De Madrid a Valladolid para mayor gloria de un bolsillo
Por Víctor F Correas , 10 enero, 2015
―¿A Valladolid?
―¿Y por qué no?
El que primero preguntó miraba al segundo con cara de extrañeza.
Valladolid. Con lo a gusto que estaba en Madrid él, Felipe III, dueño de las Españas y de buena parte del mundo conocido; aunque ese mundo comenzara a desangrarse poco a poco, levantamiento tras levantamiento. Pero Francisco de Rojas y Sandoval, que era Duque de Lerma y, además, su valido, lo tenía cristalino. «Si, Valladolid», se mantuvo firme en su postura:
―Una ciudad nueva y pequeña para comenzar de nuevo, una corte con lo que vos queráis tener alrededor, señor. Seréis rey de verdad.
―No termináis de ver con buenos ojos a mi señora tía…
―¿A doña María de Austria? ―respondió el de Lerma sin dilación―. Bien recluida está en el Convento de las Reales Descalzas. Pero lo digo por vos. Sed rey de verdad, alejaos de Madrid.
Felipe III comenzó a dar vueltas por su despacho. A su espalda, Francisco de Rojas y Sandoval contenía el repentino malestar que le asaltó. ¡Claro que no podía ver a aquella bruja tía del rey! Era una de sus opositoras más firmes por mucho que estuviera recluida en un convento. El monarca volvió a encarar al Duque con gesto pensativo:
―¿Y decís que la ciudad está bien?
―¡Es perfecta, señor! ―respondió con toda la sinceridad de la que era capaz en el momento―. Una ciudad pequeña que podréis moldear a vuestro gusto y rodeada de inmensos bosques para cazar. ¡Perfecta, sin duda!

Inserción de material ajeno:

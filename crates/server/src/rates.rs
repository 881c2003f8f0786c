//! Rate lookup endpoints.

use api_types::rates::{CurrenciesResponse, RateQuery, RateQuoteView};
use axum::{
    Json,
    extract::{Query, State},
};

use crate::server::ServerState;

/// Direct historical-rate lookup. Always answers 200: lookup problems are
/// carried in the `status` field, same as the ledger notes.
pub async fn quote(
    State(state): State<ServerState>,
    Query(query): Query<RateQuery>,
) -> Json<RateQuoteView> {
    let quote = state
        .engine
        .historical_rate(&query.from, &query.to, &query.date)
        .await;

    Json(RateQuoteView {
        rate: quote.rate,
        status: quote.status,
    })
}

/// Currencies offered for base-currency selection. Never fails: when the
/// provider is unreachable a fixed fallback list is returned with
/// `success: false`.
pub async fn currencies(State(state): State<ServerState>) -> Json<CurrenciesResponse> {
    let set = state.engine.available_currencies().await;

    if !set.success {
        tracing::warn!("currency provider unreachable, serving fallback list");
    }

    Json(CurrenciesResponse {
        currencies: set.currencies,
        success: set.success,
    })
}
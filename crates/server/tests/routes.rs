use std::sync::Arc;

use async_trait::async_trait;
use axum::{
    Router,
    body::Body,
    http::{Request, StatusCode, header},
};
use base64::{Engine as _, engine::general_purpose::STANDARD as BASE64};
use http_body_util::BodyExt;
use sea_orm::Database;
use serde_json::{Value, json};
use tower::ServiceExt;

use engine::{CurrencySet, Engine, MockExtractor, RateQuote, RateSource};
use migration::MigratorTrait;

struct FixedRate(f64);

#[async_trait]
impl RateSource for FixedRate {
    fn label(&self) -> &str {
        "Test Rates"
    }

    async fn historical_rate(&self, _from: &str, _to: &str, _date: &str) -> RateQuote {
        RateQuote {
            rate: Some(self.0),
            status: "Success".to_string(),
        }
    }

    async fn available_currencies(&self) -> CurrencySet {
        CurrencySet {
            currencies: vec!["EUR".to_string(), "USD".to_string()],
            success: true,
        }
    }
}

async fn test_app() -> Router {
    let db = Database::connect("sqlite::memory:").await.unwrap();
    migration::Migrator::up(&db, None).await.unwrap();
    let engine = Engine::builder()
        .database(db)
        .rate_source(Box::new(FixedRate(1.1)))
        .build()
        .unwrap();
    server::app(engine, Arc::new(MockExtractor))
}

async fn send(app: Router, request: Request<Body>) -> (StatusCode, Value) {
    let response = app.oneshot(request).await.unwrap();
    let status = response.status();
    let bytes = response.into_body().collect().await.unwrap().to_bytes();
    let value = if bytes.is_empty() {
        Value::Null
    } else {
        serde_json::from_slice(&bytes).unwrap()
    };
    (status, value)
}

fn get(uri: &str) -> Request<Body> {
    Request::builder().uri(uri).body(Body::empty()).unwrap()
}

fn post_json(uri: &str, body: Value) -> Request<Body> {
    Request::builder()
        .method("POST")
        .uri(uri)
        .header(header::CONTENT_TYPE, "application/json")
        .body(Body::from(body.to_string()))
        .unwrap()
}

#[tokio::test]
async fn currencies_route_lists_provider_currencies() {
    let app = test_app().await;
    let (status, body) = send(app, get("/currencies")).await;

    assert_eq!(status, StatusCode::OK);
    assert_eq!(body["success"], json!(true));
    assert!(body["currencies"].as_array().unwrap().iter().any(|c| c == "EUR"));
}

#[tokio::test]
async fn rate_route_passes_the_quote_through() {
    let app = test_app().await;
    let (status, body) = send(app, get("/rate?from=EUR&to=USD&date=2024-03-01")).await;

    assert_eq!(status, StatusCode::OK);
    assert_eq!(body["rate"], json!(1.1));
    assert_eq!(body["status"], json!("Success"));
}

#[tokio::test]
async fn process_reconcile_history_flow() {
    let app = test_app().await;

    let (status, receipt) = send(
        app.clone(),
        post_json(
            "/receipts/process",
            json!({
                "file_name": "demo.jpg",
                "image_base64": BASE64.encode(b"fake-image"),
            }),
        ),
    )
    .await;
    assert_eq!(status, StatusCode::OK);
    assert_eq!(receipt["merchant_name"], json!("Demo Store"));
    assert_eq!(receipt["converted_total"], Value::Null);

    let (status, listing) = send(app.clone(), get("/receipts")).await;
    assert_eq!(status, StatusCode::OK);
    assert_eq!(listing["receipts"].as_array().unwrap().len(), 1);

    // No explicit ids: the server picks up the pending receipt itself.
    let (status, reconciled) = send(
        app.clone(),
        post_json("/reconcile", json!({ "base_currency": "EUR" })),
    )
    .await;
    assert_eq!(status, StatusCode::OK);
    assert_eq!(reconciled["success"], json!(true));
    let results = reconciled["results"].as_array().unwrap();
    assert_eq!(results.len(), 1);
    assert_eq!(results[0]["success"], json!(true));

    let (status, history) = send(app, get("/reconciliations")).await;
    assert_eq!(status, StatusCode::OK);
    let entries = history["reconciliations"].as_array().unwrap();
    assert_eq!(entries.len(), 1);
    assert_eq!(entries[0]["status"], json!("Success"));
    assert_eq!(entries[0]["rate_source"], json!("Test Rates"));
}

#[tokio::test]
async fn reconcile_mode_all_revisits_converted_receipts() {
    let app = test_app().await;

    send(
        app.clone(),
        post_json(
            "/receipts/process",
            json!({
                "file_name": "demo.jpg",
                "image_base64": BASE64.encode(b"fake-image"),
            }),
        ),
    )
    .await;

    let (status, first) = send(
        app.clone(),
        post_json("/reconcile", json!({ "base_currency": "EUR" })),
    )
    .await;
    assert_eq!(status, StatusCode::OK);
    assert_eq!(first["results"].as_array().unwrap().len(), 1);

    // Already converted into EUR: the default pending selection is empty.
    let (_, pending) = send(
        app.clone(),
        post_json("/reconcile", json!({ "base_currency": "EUR" })),
    )
    .await;
    assert!(pending["results"].as_array().unwrap().is_empty());

    // `all` re-reconciles the converted receipt anyway.
    let (status, all) = send(
        app,
        post_json("/reconcile", json!({ "base_currency": "EUR", "mode": "all" })),
    )
    .await;
    assert_eq!(status, StatusCode::OK);
    let results = all["results"].as_array().unwrap();
    assert_eq!(results.len(), 1);
    assert_eq!(results[0]["success"], json!(true));
}

#[tokio::test]
async fn reconcile_route_reports_missing_receipts_per_outcome() {
    let app = test_app().await;

    let (status, body) = send(
        app,
        post_json(
            "/reconcile",
            json!({ "receipt_ids": [9999], "base_currency": "USD" }),
        ),
    )
    .await;

    assert_eq!(status, StatusCode::OK);
    let results = body["results"].as_array().unwrap();
    assert_eq!(results.len(), 1);
    assert_eq!(results[0]["success"], json!(false));
    assert_eq!(results[0]["message"], json!("Receipt ID 9999 not found"));
}

#[tokio::test]
async fn blank_base_currency_is_a_422() {
    let app = test_app().await;

    let (status, _) = send(
        app,
        post_json(
            "/reconcile",
            json!({ "receipt_ids": [1], "base_currency": " " }),
        ),
    )
    .await;

    assert_eq!(status, StatusCode::UNPROCESSABLE_ENTITY);
}

#[tokio::test]
async fn invalid_image_payload_is_a_400() {
    let app = test_app().await;

    let (status, body) = send(
        app,
        post_json(
            "/receipts/process",
            json!({ "file_name": "demo.jpg", "image_base64": "not base64!!" }),
        ),
    )
    .await;

    assert_eq!(status, StatusCode::BAD_REQUEST);
    assert!(body["error"].as_str().unwrap().contains("image_base64"));
}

Si lo sabía él; otra cosa es que se lo ocultara al rey. ¡Cómo no iba a conocer Valladolid! Cerca de sus propiedades en Lerma, se trataba de una ciudad ideal. Ideal para sus intereses. Lo tenía todo bien atado. Sólo faltaba convencer al monarca, que seguía dando vueltas por el despacho. Estaba tan cerca de dar el sí… El Duque aparentaba sereno, tranquilo, pero su interior era un ejército de kamikazes mariposas chocando contra todo y contra todas. Gran parte de Valladolid ya era suyo; había comprado terrenos, casas y posesiones a precios irrisorios. Que la corte se trasladara hasta allí supondría unos beneficios de proporciones gigantescas; de los que las arcas del Reino no verían ni un mísero maravedí. La corte necesitaría casas, nuevos palacios. ¿A cuánto los podría vender? Esos cortesanos, siempre alrededor del rey. «¿Queréis estar cerca de él? ¡Pues lo vais a pagar con creces!», caviló el de Lerma, expectante ante el silencio del rey; que no se olía la tostada. «¿Y por qué no? ―pensó Felipe III―. Si lo dice el Duque, que maneja los intereses del Reino, será una gran idea. Conoceré nuevos bosques, nuevas distracciones…». Parecía casi decidido. Se aproximó al Duque. Sólo tenía una última pregunta:
―¿Y hay buenos teatros en Valladolid?
―¡Claro que los hay! ―respondió, ufano, Francisco de Sandoval y Rojas―. Y si es preciso, ¡construiremos uno nuevo! ¡Grande, inmenso, que se ajuste a sus deseos! ¡No os quedaréis sin ver a los mejores actores, ni tampoco las mejores obras!
―En ese caso, marchemos todos a Valladolid. No me vendrá mal conocer una nueva ciudad…
Francisco de Rojas y Sandoval suspiró de alivio por la respuesta del monarca. Lo tenía todo listo. El traslado se haría de inmediato. Estaba satisfecho, muy satisfecho. No lo podía ocultar.
El 10 de enero de 1601, Felipe III traslada la corte de Madrid a Valladolid por consejo de su valido, el Duque de Lerma; ciudad a la que volvería en 1606, también por consejo del valido. Una operación de pura especulación urbanística que le reportaría incalculables beneficios. De casta viene el galgo.